慈悲の底
夜 祈り
この2つのお題での作品です。
月すらも乾ききって、ひび割れているように見えた。
半年続く日照りは、村から色彩と湿り気を奪い尽くしていた。
田畑は土埃の舞う荒野となり、家畜は泥のように崩れて死んだ。
残されたのは、喉の渇きに喘ぐ老人と子供たちの、枯れ木が擦れるような咳の音だけ。
深夜、丑三つ時。
私は村外れの小さな社で、額を擦りむくほどに地面に叩きつけていた。
「神様。どうか、雨を」
声は掠れ、空気だけの音が漏れる。
供えるべき酒も米もない。私にあるのは、干からびたこの身と、妄執にも似た祈りだけだ。
「水をお与えください。この渇きを癒やしてください。そのためなら、私の命など……」
その時だった。
ポツリ、と。
熱を持った首筋に、氷のような冷たさが落ちた。
見上げると、星一つない漆黒の夜空から、次々と銀色の矢が降り注いでくる。
雨だ。
地面がジュウと音を立てて水を吸い、土の匂いが爆発的に広がる。
「あ、ああ……! 届いた、届いたんだ!」
私は狂ったように踊り、天を仰いで口を開けた。
村中の家々から明かりが灯り、人々が外へ飛び出してくる。誰もが涙と雨で顔をぐしゃぐしゃにして、神の慈悲を称えていた。
――それが、終わりの始まりだとも知らずに。
雨は、夜が明けても止まなかった。
三日三晩、空に穴が空いたかのような豪雨が続き、恵みの雨は暴力的な濁流へと変わった。
歓喜の声は悲鳴にかき消され、祈りの歌はゴウゴウという水音に飲み込まれた。
「神様! もう十分です! お許しください!」
屋根の上に取り残された私は叫んだ。
けれど、空は鉛色に閉ざされたまま、冷徹に水を叩きつけ続ける。
(お前が望んだのだろう?)
轟音の向こうで、何者かがそう嘲笑った気がした。
やがて、私の足場だった屋根が、メリメリと音を立てて崩れ落ちる。
冷たい水が、足首を、腰を、そして首までを包み込んでいく。
……ああ、なんと心地よいのだろう。
あれほど苦しめられた渇きが、嘘のように消えていく。

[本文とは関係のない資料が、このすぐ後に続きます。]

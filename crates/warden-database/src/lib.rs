//! SQLite persistence for Warden.
//!
//! [`SqliteStore`] implements the [`warden_acl::AclStore`] port on a `sqlx`
//! pool. Tables are created on open; there is no migration tooling.

pub mod error;
pub mod pool;
pub mod schema;
pub mod store;

pub use error::DatabaseError;
pub use pool::{DatabasePool, PoolConfig, PoolError, MEMORY_PATH};
pub use schema::{bootstrap, TableNames, ROLE_PERMISSION_TABLE, ROLE_USER_TABLE};
pub use store::SqliteStore;
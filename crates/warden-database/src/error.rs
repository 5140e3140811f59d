use crate::pool::PoolError;
use thiserror::Error;
use warden_acl::AclError;

#[derive(Debug, Error)]
pub enum DatabaseError {
    #[error(transparent)]
    Pool(#[from] PoolError),

    #[error("schema bootstrap failed: {0}")]
    Schema(#[source] sqlx::Error),

    #[error("invalid table name '{0}': use letters, digits and underscores")]
    InvalidTableName(String),

    #[error("table name '{0}' is reserved")]
    ReservedTableName(String),
}

pub(crate) fn is_unique_violation(err: &sqlx::Error) -> bool {
    matches!(err, sqlx::Error::Database(db_err) if db_err.is_unique_violation())
}

/// Backend failure surfaced through the store port.
pub(crate) fn store_err(err: sqlx::Error) -> AclError {
    AclError::store(err.to_string())
}
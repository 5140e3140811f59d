//! Table names and schema bootstrap.

use crate::error::DatabaseError;
use sqlx::SqlitePool;
use tracing::{debug, info, instrument};
use warden_common_config::AclConfig;

/// Join table between roles and permissions.
pub const ROLE_PERMISSION_TABLE: &str = "role_permission";
/// Join table between roles and actors.
pub const ROLE_USER_TABLE: &str = "role_user";

/// Names of the two entity tables.
#[derive(Debug, Clone, PartialEq, Eq)]
pub struct TableNames {
    pub permissions: String,
    pub roles: String,
}

impl Default for TableNames {
    fn default() -> Self {
        Self {
            permissions: "permissions".to_string(),
            roles: "roles".to_string(),
        }
    }
}

impl TableNames {
    pub fn new(permissions: impl Into<String>, roles: impl Into<String>) -> Result<Self, DatabaseError> {
        let names = Self {
            permissions: permissions.into(),
            roles: roles.into(),
        };
        names.validate()?;
        Ok(names)
    }

    /// Table names from `acl.permission` / `acl.role`.
    pub fn from_config(config: &AclConfig) -> Result<Self, DatabaseError> {
        Self::new(config.permission.clone(), config.role.clone())
    }

    fn validate(&self) -> Result<(), DatabaseError> {
        for name in [&self.permissions, &self.roles] {
            let valid = name
                .chars()
                .next()
                .map_or(false, |c| c.is_ascii_alphabetic() || c == '_')
                && name.chars().all(|c| c.is_ascii_alphanumeric() || c == '_');
            if !valid {
                return Err(DatabaseError::InvalidTableName(name.clone()));
            }
            if name == ROLE_PERMISSION_TABLE || name == ROLE_USER_TABLE {
                return Err(DatabaseError::ReservedTableName(name.clone()));
            }
        }
        if self.permissions == self.roles {
            return Err(DatabaseError::ReservedTableName(self.roles.clone()));
        }
        Ok(())
    }

    fn statements(&self) -> Vec<String> {
        let Self { permissions, roles } = self;
        vec![
            format!(
                "CREATE TABLE IF NOT EXISTS {permissions} (
                    id TEXT PRIMARY KEY NOT NULL,
                    name TEXT NOT NULL,
                    slug TEXT NOT NULL UNIQUE,
                    model TEXT,
                    created_at TEXT NOT NULL,
                    updated_at TEXT NOT NULL
                )"
            ),
            format!(
                "CREATE TABLE IF NOT EXISTS {roles} (
                    id TEXT PRIMARY KEY NOT NULL,
                    name TEXT NOT NULL,
                    slug TEXT NOT NULL UNIQUE,
                    description TEXT,
                    system INTEGER NOT NULL DEFAULT 0,
                    created_at TEXT NOT NULL,
                    updated_at TEXT NOT NULL
                )"
            ),
            format!(
                "CREATE TABLE IF NOT EXISTS {ROLE_PERMISSION_TABLE} (
                    role_id TEXT NOT NULL REFERENCES {roles}(id) ON DELETE CASCADE,
                    permission_id TEXT NOT NULL REFERENCES {permissions}(id) ON DELETE CASCADE,
                    PRIMARY KEY (role_id, permission_id)
                )"
            ),
            format!(
                "CREATE TABLE IF NOT EXISTS {ROLE_USER_TABLE} (
                    role_id TEXT NOT NULL REFERENCES {roles}(id) ON DELETE CASCADE,
                    user_id TEXT NOT NULL,
                    created_at TEXT NOT NULL,
                    updated_at TEXT NOT NULL,
                    PRIMARY KEY (role_id, user_id)
                )"
            ),
            format!("CREATE INDEX IF NOT EXISTS idx_{ROLE_PERMISSION_TABLE}_permission ON {ROLE_PERMISSION_TABLE}(permission_id)"),
            format!("CREATE INDEX IF NOT EXISTS idx_{ROLE_USER_TABLE}_user ON {ROLE_USER_TABLE}(user_id)"),
        ]
    }
}

/// Create any missing tables. Safe to run on every start.
#[instrument(skip(pool))]
pub async fn bootstrap(pool: &SqlitePool, tables: &TableNames) -> Result<(), DatabaseError> {
    let mut tx = pool.begin().await.map_err(DatabaseError::Schema)?;
    for statement in tables.statements() {
        debug!(statement = %statement.lines().next().unwrap_or_default(), "applying schema");
        sqlx::query(&statement)
            .execute(&mut *tx)
            .await
            .map_err(DatabaseError::Schema)?;
    }
    tx.commit().await.map_err(DatabaseError::Schema)?;

    info!(permissions = %tables.permissions, roles = %tables.roles, "schema ready");
    Ok(())
}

肺の中までたっぷりと水が満ちていく。
視界が暗い水色に染まる。
水底へと沈みゆく私の目には、ゆらゆらと揺れる水面越しに、歪んだ月が見えていた。
村はもうない。人も、家畜も、すべてが平等に潤され、静寂な湖底の泥となった。
神様は願いを叶えてくださったのだ。
一滴の余しもなく、慈悲深く、徹底的に。